Being enrolled in the ACA was associated with sustained viral suppression in our study. The effect of the ACA may be due to differences in income as clients must have an income of at least 100% of the federal poverty level (FPL) to be eligible for ACA. In post hoc analyses, we found that sustained viral suppression among those below 100% of FPL was 74.4% compared with 88.7% for those with incomes ≥100% of FPL (p-value < 0.0001). Of note, similar to our study, the two national studies by Crepaz et al. [15] and Bradley et al. [13] that found disparities in sustained viral suppression across age and race/ethnicity included only people receiving care. Bradley et al. [13] further controlled for ART prescription but disparities remained, suggesting factors other than access to care and treatment are important in sustained viral suppression such as the psychosocial factors identified in this study.
Finally, neighborhood factors were not associated with sustained viral suppression in our study.
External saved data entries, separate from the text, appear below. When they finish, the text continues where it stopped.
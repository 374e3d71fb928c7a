//! Position interpolation and milestone events for Servo, Bounce and Multi
//! channels.
//!
//! ```text
//!            move_to_*            current == target
//!   ┌─────┐ ─────────▶ ┌────────┐ ─────────────────▶ ┌─────────┐
//!   │ Off │            │ Moving │                    │ Stopped │
//!   └─────┘ ◀───┐      └────────┘ ◀───────────────── └─────────┘
//!               │                    move_to_*            │
//!               └──────────────── ≥ 1 s idle ─────────────┘
//! ```
//!
//! `tick()` runs every 20 ms.  A moving channel steps toward its target by
//! its speed, clamped so it never overshoots.  The scheduler only generates
//! pulses for channels that are not `Off`, so a settled actuator goes limp
//! a second after it arrives.

use log::debug;

use crate::action::{Milestone, PositionSlot, Produced};
use crate::app::ports::{EventBus, OutputStore};
use crate::channel::{ChannelId, NUM_CHANNELS};
use crate::config::{ChannelConfig, ChannelKind, ModuleConfig, ServoParams};
use crate::ticks::Millis;

/// Idle time after arrival before pulses stop.
pub const SETTLE_TIMEOUT_MS: u32 = 1000;

#[derive(Debug, Clone, Copy, PartialEq, Eq)]
pub enum MotionState {
    /// No pulses are generated.
    Off,
    /// At the target, still pulsing to hold position.
    Stopped,
    Moving,
}

/// Producer events still owed by the current move.
#[derive(Debug, Clone, Copy, PartialEq, Eq, Default)]
pub struct EventFlags {
    pub on: bool,
    pub off: bool,
    pub mid: bool,
}

/// Bounce rebound phase after reaching the start position.
#[derive(Debug, Clone, Copy, PartialEq, Eq)]
enum Rebound {
    Idle,
    Out,
    Back,
}

#[derive(Debug, Clone, Copy)]
pub struct ServoChannel {
    pub state: MotionState,
    pub current_pos: u8,
    pub target_pos: u8,
    /// Position units per tick; 0 jumps straight to the target.
    pub speed: u8,
    pub events: EventFlags,
    slot: Option<PositionSlot>,
    /// Kind the current move was issued under.
    issued: ChannelKind,
    rebound: Rebound,
    stopped_at: Millis,
}

impl ServoChannel {
    const fn new() -> Self {
        Self {
            state: MotionState::Off,
            current_pos: 0,
            target_pos: 0,
            speed: 0,
            events: EventFlags { on: false, off: false, mid: false },
            slot: None,
            issued: ChannelKind::Input,
            rebound: Rebound::Idle,
            stopped_at: Millis::ZERO,
        }
    }

    /// Next position one tick toward the target.
    fn step(&self) -> u8 {
        let (from, to) = (self.current_pos, self.target_pos);
        if self.speed == 0 {
            return to;
        }
        if from < to {
            (from as u16 + self.speed as u16).min(to as u16) as u8
        } else {
            from.saturating_sub(self.speed).max(to)
        }
    }
}

pub struct MotionEngine {
    channels: [ServoChannel; NUM_CHANNELS],
}

impl MotionEngine {
    pub fn new() -> Self {
        Self {
            channels: [ServoChannel::new(); NUM_CHANNELS],
        }
    }

    /// Start-up: every channel `Off`, parked at its last committed position.
    ///
    /// Without a stored value a channel parks at its start position
    /// (Servo/Bounce), its first position (Multi) or 0.
    pub fn restore(&mut self, config: &ModuleConfig, store: &impl OutputStore) {
        for ch in ChannelId::all() {
            let fallback = match config.channel(ch) {
                ChannelConfig::Servo(p) | ChannelConfig::Bounce(p) => p.start_pos,
                ChannelConfig::Multi(m) => m.positions[0],
                ChannelConfig::Input(_) | ChannelConfig::Output(_) => 0,
            };
            let pos = store.load(ch).unwrap_or(fallback);
            self.channels[ch.index()] = ServoChannel {
                current_pos: pos,
                target_pos: pos,
                ..ServoChannel::new()
            };
        }
    }

    // ── Commands ──────────────────────────────────────────────

    /// Travel to the start position (Servo / Bounce).
    pub fn move_to_off(&mut self, ch: ChannelId, config: &ModuleConfig) {
        let Some(p) = config.channel(ch).servo() else {
            debug!("{ch}: move_to_off ignored for {:?}", config.kind(ch));
            return;
        };
        let flags = EventFlags { on: false, off: true, mid: true };
        self.start_move(ch, config.kind(ch), p.start_pos, p.off_speed, flags, None);
    }

    /// Travel to the end position (Servo / Bounce).
    pub fn move_to_on(&mut self, ch: ChannelId, config: &ModuleConfig) {
        let Some(p) = config.channel(ch).servo() else {
            debug!("{ch}: move_to_on ignored for {:?}", config.kind(ch));
            return;
        };
        let flags = EventFlags { on: true, off: false, mid: true };
        self.start_move(ch, config.kind(ch), p.end_pos, p.on_speed, flags, None);
    }

    /// Travel to one of a Multi channel's configured positions.
    pub fn move_to_position(&mut self, ch: ChannelId, slot: PositionSlot, config: &ModuleConfig) {
        let ChannelConfig::Multi(m) = config.channel(ch) else {
            debug!("{ch}: move_to_position ignored for {:?}", config.kind(ch));
            return;
        };
        let Some(target) = m.position(slot.get()) else {
            debug!("{ch}: position {} not configured (count {})", slot.get(), m.count);
            return;
        };
        let flags = EventFlags { on: true, off: false, mid: false };
        self.start_move(ch, ChannelKind::Multi, target, config.multi_speed, flags, Some(slot));
    }

    fn start_move(
        &mut self,
        ch: ChannelId,
        issued: ChannelKind,
        target: u8,
        speed: u8,
        events: EventFlags,
        slot: Option<PositionSlot>,
    ) {
        let c = &mut self.channels[ch.index()];
        c.target_pos = target;
        c.speed = speed;
        c.events = events;
        c.slot = slot;
        c.issued = issued;
        c.rebound = Rebound::Idle;
        c.state = MotionState::Moving;
        debug!("{ch}: moving {} -> {target} at {speed}", c.current_pos);
    }

    /// Force a channel `Off` and drop any pending events.
    pub fn halt(&mut self, ch: ChannelId) {
        let c = &mut self.channels[ch.index()];
        c.state = MotionState::Off;
        c.events = EventFlags::default();
        c.slot = None;
        c.rebound = Rebound::Idle;
    }

    // ── 20 ms tick ────────────────────────────────────────────

    pub fn tick(
        &mut self,
        config: &ModuleConfig,
        now: Millis,
        bus: &mut impl EventBus,
        store: &mut impl OutputStore,
    ) {
        for ch in ChannelId::all() {
            let kind = config.kind(ch);
            let c = &self.channels[ch.index()];
            if c.state != MotionState::Off && (!kind.is_motion() || c.issued != kind) {
                debug!("{ch}: retyped to {kind:?} while powered, halting");
                self.halt(ch);
                continue;
            }
            match self.channels[ch.index()].state {
                MotionState::Off => {}
                MotionState::Stopped => {
                    let c = &mut self.channels[ch.index()];
                    if now.since(c.stopped_at) >= SETTLE_TIMEOUT_MS {
                        c.state = MotionState::Off;
                        debug!("{ch}: settled, pulses off");
                    }
                }
                MotionState::Moving => self.advance(ch, config, now, bus, store),
            }
        }
    }

    fn advance(
        &mut self,
        ch: ChannelId,
        config: &ModuleConfig,
        now: Millis,
        bus: &mut impl EventBus,
        store: &mut impl OutputStore,
    ) {
        let channel_config = config.channel(ch);
        let c = &mut self.channels[ch.index()];
        let from = c.current_pos;
        let next = c.step();

        let mid = channel_config.servo().map(ServoParams::midpoint);
        if let Some(mid) = mid.filter(|_| c.events.mid) {
            if (from < mid && next >= mid) || (from > mid && next <= mid) {
                c.events.mid = false;
                emit(bus, ch, Produced::Servo(Milestone::CrossedMid));
            }
        }

        c.current_pos = next;
        if next != c.target_pos {
            return;
        }

        match c.rebound {
            Rebound::Idle => {
                let events = c.events;
                c.events = EventFlags::default();
                if events.on {
                    match c.slot {
                        Some(slot) => emit(bus, ch, Produced::AtPosition(slot)),
                        None => emit(bus, ch, Produced::Servo(Milestone::ReachedOn)),
                    }
                } else if events.off {
                    emit(bus, ch, Produced::Servo(Milestone::ReachedOff));
                }

                let rebound = match channel_config {
                    ChannelConfig::Bounce(p) if events.off && p.rebound_amplitude() > 0 => Some(p),
                    _ => None,
                };
                if let Some(p) = rebound {
                    let amp = p.rebound_amplitude();
                    c.target_pos = if p.end_pos > p.start_pos {
                        p.start_pos.saturating_add(amp)
                    } else {
                        p.start_pos.saturating_sub(amp)
                    };
                    c.speed = p.off_speed;
                    c.rebound = Rebound::Out;
                    return;
                }
            }
            Rebound::Out => {
                if let Some(p) = channel_config.servo() {
                    c.target_pos = p.start_pos;
                    c.rebound = Rebound::Back;
                    return;
                }
                c.rebound = Rebound::Idle;
            }
            Rebound::Back => c.rebound = Rebound::Idle,
        }

        c.state = MotionState::Stopped;
        c.stopped_at = now;
        store.commit(ch, c.current_pos);
        debug!("{ch}: stopped at {}", c.current_pos);
    }

    // ── Queries ───────────────────────────────────────────────

    pub fn channel(&self, ch: ChannelId) -> &ServoChannel {
        &self.channels[ch.index()]
    }

    /// Position to pulse for, or `None` while the channel is `Off`.
    pub fn pulse_position(&self, ch: ChannelId) -> Option<u8> {
        let c = &self.channels[ch.index()];
        match c.state {
            MotionState::Off => None,
            MotionState::Stopped | MotionState::Moving => Some(c.current_pos),
        }
    }
}

impl Default for MotionEngine {
    fn default() -> Self {
        Self::new()
    }
}

fn emit(bus: &mut impl EventBus, ch: ChannelId, produced: Produced) {
    debug!("{ch}: {produced:?}");
    bus.emit_producer_action(produced.action(ch), produced.asserted());
}
//! The small expression language used by custom rules.
//!
//! Value expressions concatenate terms with `+`:
//!
//! * `'text'` or `"text"` is a literal and is never substituted,
//! * `{name}` is a placeholder for a record field that must exist,
//! * a bare word names a record field when one exists and is otherwise literal,
//! * `value` is bound to the current value of the field being transformed.
//!
//! Text that does not fit that grammar, such as `Dr. {last_name}`, is a template:
//! placeholders are substituted and everything else is kept as written.
//!
//! Conditions compare one field against one value (`gender == 'M'`, `age >= 18`,
//! `name starts_with 'DR'`, `phone is empty`), and conditional mappings read
//! `if <condition> then <field> = <value expression>`.

use regex::Regex;
use std::cmp::Ordering;
use std::fmt;

use super::config::ConditionOperator;
use super::value::MappedRecord;

#[derive(Debug, Clone, PartialEq, Eq)]
pub struct ExpressionError(pub String);

impl fmt::Display for ExpressionError {
    fn fmt(&self, f: &mut fmt::Formatter<'_>) -> fmt::Result {
        f.write_str(&self.0)
    }
}

impl std::error::Error for ExpressionError {}

fn error<T>(message: impl Into<String>) -> Result<T, ExpressionError> {
    Err(ExpressionError(message.into()))
}

/// Name resolution during evaluation.
pub trait Scope {
    fn lookup(&self, name: &str) -> Option<String>;
}

impl Scope for MappedRecord {
    fn lookup(&self, name: &str) -> Option<String> {
        self.get(name).map(|v| v.to_string())
    }
}

/// A record with `value` bound to the field currently being rewritten.
pub struct Bindings<'a> {
    pub record: &'a MappedRecord,
    pub value: Option<&'a str>,
}

impl Scope for Bindings<'_> {
    fn lookup(&self, name: &str) -> Option<String> {
        match (name, self.value) {
            ("value", Some(v)) => Some(v.to_string()),
            _ => self.record.lookup(name),
        }
    }
}

#[derive(Debug, Clone, PartialEq)]
enum Token {
    Str(String),
    Placeholder(String),
    Plus,
    Op(&'static str),
    Word(String),
}

fn is_word_char(c: char) -> bool {
    !(c.is_whitespace() || matches!(c, '\'' | '"' | '{' | '}' | '+' | '=' | '<' | '>'))
}

fn tokenize(source: &str) -> Result<Vec<Token>, ExpressionError> {
    let chars: Vec<char> = source.chars().collect();
    let mut tokens = Vec::new();
    let mut i = 0;

    while i < chars.len() {
        let c = chars[i];
        match c {
            _ if c.is_whitespace() => i += 1,
            '\'' | '"' => {
                let mut text = String::new();
                i += 1;
                loop {
                    match chars.get(i) {
                        None => return error(format!("unterminated string in '{}'", source)),
                        Some(&'\\') if i + 1 < chars.len() => {
                            text.push(chars[i + 1]);
                            i += 2;
                        }
                        Some(&q) if q == c => {
                            i += 1;
                            break;
                        }
                        Some(&other) => {
                            text.push(other);
                            i += 1;
                        }
                    }
                }
                tokens.push(Token::Str(text));
            }
            '{' => {
                let close = chars[i..]
                    .iter()
                    .position(|&c| c == '}')
                    .ok_or_else(|| ExpressionError(format!("unterminated placeholder in '{}'", source)))?;
                let name: String = chars[i + 1..i + close].iter().collect();
                let name = name.trim();
                if name.is_empty() {
                    return error("empty placeholder");
                }
                tokens.push(Token::Placeholder(name.to_string()));
                i += close + 1;
            }
            '}' => return error(format!("unexpected '}}' in '{}'", source)),
            '+' => {
                tokens.push(Token::Plus);
                i += 1;
            }
            '=' | '<' | '>' | '!' if c != '!' || chars.get(i + 1) == Some(&'=') => {
                let double = chars.get(i + 1) == Some(&'=');
                let op = match (c, double) {
                    ('=', true) => "==",
                    ('=', false) => "=",
                    ('!', _) => "!=",
                    ('<', true) => "<=",
                    ('<', false) => "<",
                    ('>', true) => ">=",
                    _ => ">",
                };
                tokens.push(Token::Op(op));
                i += if double { 2 } else { 1 };
            }
            _ => {
                let start = i;
                while i < chars.len() && is_word_char(chars[i]) && !(chars[i] == '!' && chars.get(i + 1) == Some(&'=')) {
                    i += 1;
                }
                tokens.push(Token::Word(chars[start..i].iter().collect()));
            }
        }
    }
    Ok(tokens)
}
Our finding is inconsistent with one study of New York City surveillance data which suggested that while neighborhood poverty was not associated with achieving viral suppression, it was associated with lower likelihood of maintaining viral suppression after diagnosis [33]. However, the literature on the effect of neighborhoods on viral suppression is mixed with some studies showing an association between residing in areas of high deprivation and poor viral suppression [34, 35], and others showing no association [36, 37]. It is possible that neighborhood units smaller than the ZIP code or other neighborhood characteristics not measured in this study, particularly perceptions of one’s neighborhood, may be important. For example, a study found an association between perceived neighborhood disorder and ART non-adherence [38].
Our study has several limitations. The RWP serves PLHIV who are uninsured; thus, they are not representative of all MSM living with HIV. A second limitation relates to our definition of sustained viral suppression. While we are able to confidently say that those with only 1 viral load test that was ≥200 copies/ml did not achieve sustained viral suppression, we had to exclude those with only 1 viral load of < 200 copies/ml. We decided to exclude these clients because with only 1 viral load test result, we were unable to determine whether they were consistently suppressed. We compared demographic variables for those with missing vs. no missing sustained viral suppression data and found that those with missing data were more likely to be 34 years old or younger (p-value <.0001), black (p-value 0.0027), US born (p-value <.0001), English speaking (p-value <.0001), and less likely to be enrolled in the Affordable Care Act, all factors associated with not achieving sustained viral suppression. Finally, data were collected by numerous medical case managers for the purposes of service delivery. Thus, psychosocial information, particularly data about substance/alcohol use and mental health, were not collected using validated questionnaires, clinical evaluation tools, or procedures, and included only dichotomous yes/no response options.